Reproduce all of the data exactly, with no line skipped.

(Collected data entries)
● ● ● ● ● ● ●

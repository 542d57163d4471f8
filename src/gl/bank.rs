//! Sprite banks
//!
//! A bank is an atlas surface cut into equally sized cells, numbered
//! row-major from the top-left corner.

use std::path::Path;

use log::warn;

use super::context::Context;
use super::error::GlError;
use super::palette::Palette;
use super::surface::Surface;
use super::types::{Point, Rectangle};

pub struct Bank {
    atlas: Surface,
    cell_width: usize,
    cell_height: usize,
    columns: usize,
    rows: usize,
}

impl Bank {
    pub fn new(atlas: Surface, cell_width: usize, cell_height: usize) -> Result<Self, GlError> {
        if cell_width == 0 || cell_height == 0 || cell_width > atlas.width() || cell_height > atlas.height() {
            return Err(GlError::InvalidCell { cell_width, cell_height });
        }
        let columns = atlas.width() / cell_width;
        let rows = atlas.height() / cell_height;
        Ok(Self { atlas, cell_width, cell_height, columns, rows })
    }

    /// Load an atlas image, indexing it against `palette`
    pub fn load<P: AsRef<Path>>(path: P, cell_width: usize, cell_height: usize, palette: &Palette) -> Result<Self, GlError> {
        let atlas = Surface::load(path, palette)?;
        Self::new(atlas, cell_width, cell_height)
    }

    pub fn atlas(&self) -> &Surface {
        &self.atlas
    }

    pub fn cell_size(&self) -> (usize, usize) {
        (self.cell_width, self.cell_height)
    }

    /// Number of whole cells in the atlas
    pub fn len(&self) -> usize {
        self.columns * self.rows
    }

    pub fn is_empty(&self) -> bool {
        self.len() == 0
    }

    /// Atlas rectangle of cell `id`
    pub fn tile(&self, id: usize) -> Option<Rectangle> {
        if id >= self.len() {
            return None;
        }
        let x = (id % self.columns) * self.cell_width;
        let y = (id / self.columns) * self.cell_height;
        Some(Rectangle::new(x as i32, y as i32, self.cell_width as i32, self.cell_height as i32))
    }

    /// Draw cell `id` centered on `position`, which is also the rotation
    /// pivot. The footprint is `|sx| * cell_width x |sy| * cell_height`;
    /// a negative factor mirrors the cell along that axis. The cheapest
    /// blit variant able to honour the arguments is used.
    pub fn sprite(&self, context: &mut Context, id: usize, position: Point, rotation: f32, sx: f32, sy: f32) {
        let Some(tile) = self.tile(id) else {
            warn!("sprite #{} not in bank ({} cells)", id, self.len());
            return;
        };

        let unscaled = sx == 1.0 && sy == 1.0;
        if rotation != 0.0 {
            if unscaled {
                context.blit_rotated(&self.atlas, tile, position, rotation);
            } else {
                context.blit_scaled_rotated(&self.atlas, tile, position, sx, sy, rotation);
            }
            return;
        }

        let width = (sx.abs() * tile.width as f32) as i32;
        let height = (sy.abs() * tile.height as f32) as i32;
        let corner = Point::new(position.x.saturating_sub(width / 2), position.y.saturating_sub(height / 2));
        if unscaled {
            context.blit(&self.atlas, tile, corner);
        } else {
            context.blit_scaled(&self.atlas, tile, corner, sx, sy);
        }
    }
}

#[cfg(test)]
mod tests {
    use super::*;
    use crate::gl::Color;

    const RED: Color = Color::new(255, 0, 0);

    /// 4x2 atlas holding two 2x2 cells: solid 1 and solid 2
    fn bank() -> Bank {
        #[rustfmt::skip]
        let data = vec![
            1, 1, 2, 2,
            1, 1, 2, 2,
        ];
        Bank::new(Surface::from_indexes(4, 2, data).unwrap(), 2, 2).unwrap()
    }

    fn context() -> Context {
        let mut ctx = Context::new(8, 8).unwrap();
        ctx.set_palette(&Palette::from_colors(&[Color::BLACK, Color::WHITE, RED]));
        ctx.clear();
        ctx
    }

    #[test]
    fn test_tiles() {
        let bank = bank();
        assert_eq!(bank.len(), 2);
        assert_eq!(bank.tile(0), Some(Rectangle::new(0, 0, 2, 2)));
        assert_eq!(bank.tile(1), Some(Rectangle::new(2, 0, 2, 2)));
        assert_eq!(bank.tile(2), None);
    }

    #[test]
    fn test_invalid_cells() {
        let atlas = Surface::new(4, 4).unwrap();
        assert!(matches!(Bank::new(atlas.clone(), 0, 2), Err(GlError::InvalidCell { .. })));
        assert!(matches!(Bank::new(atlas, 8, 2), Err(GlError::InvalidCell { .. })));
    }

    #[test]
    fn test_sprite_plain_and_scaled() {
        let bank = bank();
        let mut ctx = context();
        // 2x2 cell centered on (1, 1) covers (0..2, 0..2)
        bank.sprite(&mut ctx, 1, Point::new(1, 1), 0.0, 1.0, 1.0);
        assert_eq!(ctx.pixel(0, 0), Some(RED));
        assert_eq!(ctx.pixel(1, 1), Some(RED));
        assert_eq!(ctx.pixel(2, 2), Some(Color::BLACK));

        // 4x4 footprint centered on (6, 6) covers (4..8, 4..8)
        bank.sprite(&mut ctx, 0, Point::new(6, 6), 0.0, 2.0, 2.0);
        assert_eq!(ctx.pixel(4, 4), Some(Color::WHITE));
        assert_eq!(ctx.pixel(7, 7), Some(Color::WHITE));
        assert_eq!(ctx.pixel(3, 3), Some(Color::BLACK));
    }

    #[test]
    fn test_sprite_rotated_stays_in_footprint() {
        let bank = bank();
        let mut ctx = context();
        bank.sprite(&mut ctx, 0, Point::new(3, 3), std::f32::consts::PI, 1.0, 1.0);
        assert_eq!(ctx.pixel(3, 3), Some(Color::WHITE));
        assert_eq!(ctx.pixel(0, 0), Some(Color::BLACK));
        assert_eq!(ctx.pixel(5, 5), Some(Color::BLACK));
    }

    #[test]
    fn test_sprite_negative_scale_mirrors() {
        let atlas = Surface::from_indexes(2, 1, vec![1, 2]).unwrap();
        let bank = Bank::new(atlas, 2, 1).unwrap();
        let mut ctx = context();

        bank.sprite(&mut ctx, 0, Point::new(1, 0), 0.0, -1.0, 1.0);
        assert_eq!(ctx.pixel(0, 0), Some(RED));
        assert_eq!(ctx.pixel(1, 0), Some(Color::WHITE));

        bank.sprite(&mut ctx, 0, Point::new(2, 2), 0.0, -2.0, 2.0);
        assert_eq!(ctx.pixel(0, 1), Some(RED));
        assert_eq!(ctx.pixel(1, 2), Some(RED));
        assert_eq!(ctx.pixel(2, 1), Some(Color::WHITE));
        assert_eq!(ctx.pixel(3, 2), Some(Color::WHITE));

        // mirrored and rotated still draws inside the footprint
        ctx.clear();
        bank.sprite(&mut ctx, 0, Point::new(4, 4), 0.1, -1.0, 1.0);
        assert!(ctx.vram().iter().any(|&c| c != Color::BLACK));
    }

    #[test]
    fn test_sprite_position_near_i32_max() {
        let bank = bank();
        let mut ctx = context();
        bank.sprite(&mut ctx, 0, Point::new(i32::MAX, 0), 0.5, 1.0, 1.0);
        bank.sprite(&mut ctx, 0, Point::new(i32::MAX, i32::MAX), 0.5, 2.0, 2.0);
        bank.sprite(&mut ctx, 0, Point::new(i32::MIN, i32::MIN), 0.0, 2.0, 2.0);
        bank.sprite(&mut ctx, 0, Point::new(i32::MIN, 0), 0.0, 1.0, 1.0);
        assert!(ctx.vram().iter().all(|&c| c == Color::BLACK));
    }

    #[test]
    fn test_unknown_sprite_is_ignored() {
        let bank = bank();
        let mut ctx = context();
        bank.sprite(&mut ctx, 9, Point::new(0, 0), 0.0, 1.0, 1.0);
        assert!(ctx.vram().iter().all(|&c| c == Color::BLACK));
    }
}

● ● ● ● ● ● ●

- EXERCISE RESULT:
repository 542d57163d4471f8
filename src/gl/bank.rs
//! Sprite banks
//!
//! A bank is an atlas surface cut into equally sized cells, numbered
//! row-major from the top-left corner.

use std::path::Path;

use log::warn;

use super::context::Context;
use super::error::GlError;
use super::palette::Palette;
use super::surface::Surface;
use super::types::{Point, Rectangle};

pub struct Bank {
    atlas: Surface,
    cell_width: usize,
    cell_height: usize,
    columns: usize,
    rows: usize,
}

impl Bank {
    pub fn new(atlas: Surface, cell_width: usize, cell_height: usize) -> Result<Self, GlError> {
        if cell_width == 0 || cell_height == 0 || cell_width > atlas.width() || cell_height > atlas.height() {
            return Err(GlError::InvalidCell { cell_width, cell_height });
        }
        let columns = atlas.width() / cell_width;
        let rows = atlas.height() / cell_height;
        Ok(Self { atlas, cell_width, cell_height, columns, rows })
    }

    /// Load an atlas image, indexing it against `palette`
    pub fn load<P: AsRef<Path>>(path: P, cell_width: usize, cell_height: usize, palette: &Palette) -> Result<Self, GlError> {
        let atlas = Surface::load(path, palette)?;
        Self::new(atlas, cell_width, cell_height)
    }

    pub fn atlas(&self) -> &Surface {
        &self.atlas
    }

    pub fn cell_size(&self) -> (usize, usize) {
        (self.cell_width, self.cell_height)
    }

    /// Number of whole cells in the atlas
    pub fn len(&self) -> usize {
        self.columns * self.rows
    }

    pub fn is_empty(&self) -> bool {
        self.len() == 0
    }

    /// Atlas rectangle of cell `id`
    pub fn tile(&self, id: usize) -> Option<Rectangle> {
        if id >= self.len() {
            return None;
        }
        let x = (id % self.columns) * self.cell_width;
        let y = (id / self.columns) * self.cell_height;
        Some(Rectangle::new(x as i32, y as i32, self.cell_width as i32, self.cell_height as i32))
    }

    /// Draw cell `id` centered on `position`, which is also the rotation
    /// pivot. The footprint is `|sx| * cell_width x |sy| * cell_height`;
    /// a negative factor mirrors the cell along that axis. The cheapest
    /// blit variant able to honour the arguments is used.
    pub fn sprite(&self, context: &mut Context, id: usize, position: Point, rotation: f32, sx: f32, sy: f32) {
        let Some(tile) = self.tile(id) else {
            warn!("sprite #{} not in bank ({} cells)", id, self.len());
            return;
        };

        let unscaled = sx == 1.0 && sy == 1.0;
        if rotation != 0.0 {
            if unscaled {
                context.blit_rotated(&self.atlas, tile, position, rotation);
            } else {
                context.blit_scaled_rotated(&self.atlas, tile, position, sx, sy, rotation);
            }
            return;
        }

        let width = (sx.abs() * tile.width as f32) as i32;
        let height = (sy.abs() * tile.height as f32) as i32;
        let corner = Point::new(position.x.saturating_sub(width / 2), position.y.saturating_sub(height / 2));
        if unscaled {
            context.blit(&self.atlas, tile, corner);
        } else {
            context.blit_scaled(&self.atlas, tile, corner, sx, sy);
        }
    }
}

#[cfg(test)]
mod tests {
    use super::*;
    use crate::gl::Color;

    const RED: Color = Color::new(255, 0, 0);

    /// 4x2 atlas holding two 2x2 cells: solid 1 and solid 2
    fn bank() -> Bank {
        #[rustfmt::skip]
        let data = vec![
            1, 1, 2, 2,
            1, 1, 2, 2,
        ];
        Bank::new(Surface::from_indexes(4, 2, data).unwrap(), 2, 2).unwrap()
    }

    fn context() -> Context {
        let mut ctx = Context::new(8, 8).unwrap();
        ctx.set_palette(&Palette::from_colors(&[Color::BLACK, Color::WHITE, RED]));
        ctx.clear();
        ctx
    }

    #[test]
    fn test_tiles() {
        let bank = bank();
        assert_eq!(bank.len(), 2);
        assert_eq!(bank.tile(0), Some(Rectangle::new(0, 0, 2, 2)));
        assert_eq!(bank.tile(1), Some(Rectangle::new(2, 0, 2, 2)));
        assert_eq!(bank.tile(2), None);
    }

    #[test]
    fn test_invalid_cells() {
        let atlas = Surface::new(4, 4).unwrap();
        assert!(matches!(Bank::new(atlas.clone(), 0, 2), Err(GlError::InvalidCell { .. })));
        assert!(matches!(Bank::new(atlas, 8, 2), Err(GlError::InvalidCell { .. })));
    }

    #[test]
    fn test_sprite_plain_and_scaled() {
        let bank = bank();
        let mut ctx = context();
        // 2x2 cell centered on (1, 1) covers (0..2, 0..2)
        bank.sprite(&mut ctx, 1, Point::new(1, 1), 0.0, 1.0, 1.0);
        assert_eq!(ctx.pixel(0, 0), Some(RED));
        assert_eq!(ctx.pixel(1, 1), Some(RED));
        assert_eq!(ctx.pixel(2, 2), Some(Color::BLACK));

        // 4x4 footprint centered on (6, 6) covers (4..8, 4..8)
        bank.sprite(&mut ctx, 0, Point::new(6, 6), 0.0, 2.0, 2.0);
        assert_eq!(ctx.pixel(4, 4), Some(Color::WHITE));
        assert_eq!(ctx.pixel(7, 7), Some(Color::WHITE));
        assert_eq!(ctx.pixel(3, 3), Some(Color::BLACK));
    }

    #[test]
    fn test_sprite_rotated_stays_in_footprint() {
        let bank = bank();
        let mut ctx = context();
        bank.sprite(&mut ctx, 0, Point::new(3, 3), std::f32::consts::PI, 1.0, 1.0);
        assert_eq!(ctx.pixel(3, 3), Some(Color::WHITE));
        assert_eq!(ctx.pixel(0, 0), Some(Color::BLACK));
        assert_eq!(ctx.pixel(5, 5), Some(Color::BLACK));
    }

    #[test]
    fn test_sprite_negative_scale_mirrors() {
        let atlas = Surface::from_indexes(2, 1, vec![1, 2]).unwrap();
        let bank = Bank::new(atlas, 2, 1).unwrap();
        let mut ctx = context();

        bank.sprite(&mut ctx, 0, Point::new(1, 0), 0.0, -1.0, 1.0);
        assert_eq!(ctx.pixel(0, 0), Some(RED));
        assert_eq!(ctx.pixel(1, 0), Some(Color::WHITE));

        bank.sprite(&mut ctx, 0, Point::new(2, 2), 0.0, -2.0, 2.0);
        assert_eq!(ctx.pixel(0, 1), Some(RED));
        assert_eq!(ctx.pixel(1, 2), Some(RED));
        assert_eq!(ctx.pixel(2, 1), Some(Color::WHITE));
        assert_eq!(ctx.pixel(3, 2), Some(Color::WHITE));

        // mirrored and rotated still draws inside the footprint
        ctx.clear();
        bank.sprite(&mut ctx, 0, Point::new(4, 4), 0.1, -1.0, 1.0);
        assert!(ctx.vram().iter().any(|&c| c != Color::BLACK));
    }

    #[test]
    fn test_sprite_position_near_i32_max() {
        let bank = bank();
        let mut ctx = context();
        bank.sprite(&mut ctx, 0, Point::new(i32::MAX, 0), 0.5, 1.0, 1.0);
        bank.sprite(&mut ctx, 0, Point::new(i32::MAX, i32::MAX), 0.5, 2.0, 2.0);
        bank.sprite(&mut ctx, 0, Point::new(i32::MIN, i32::MIN), 0.0, 2.0, 2.0);
        bank.sprite(&mut ctx, 0, Point::new(i32::MIN, 0), 0.0, 1.0, 1.0);
        assert!(ctx.vram().iter().all(|&c| c == Color::BLACK));
    }

    #[test]
    fn test_unknown_sprite_is_ignored() {
        let bank = bank();
        let mut ctx = context();
        bank.sprite(&mut ctx, 9, Point::new(0, 0), 0.0, 1.0, 1.0);
        assert!(ctx.vram().iter().all(|&c| c == Color::BLACK));
    }
}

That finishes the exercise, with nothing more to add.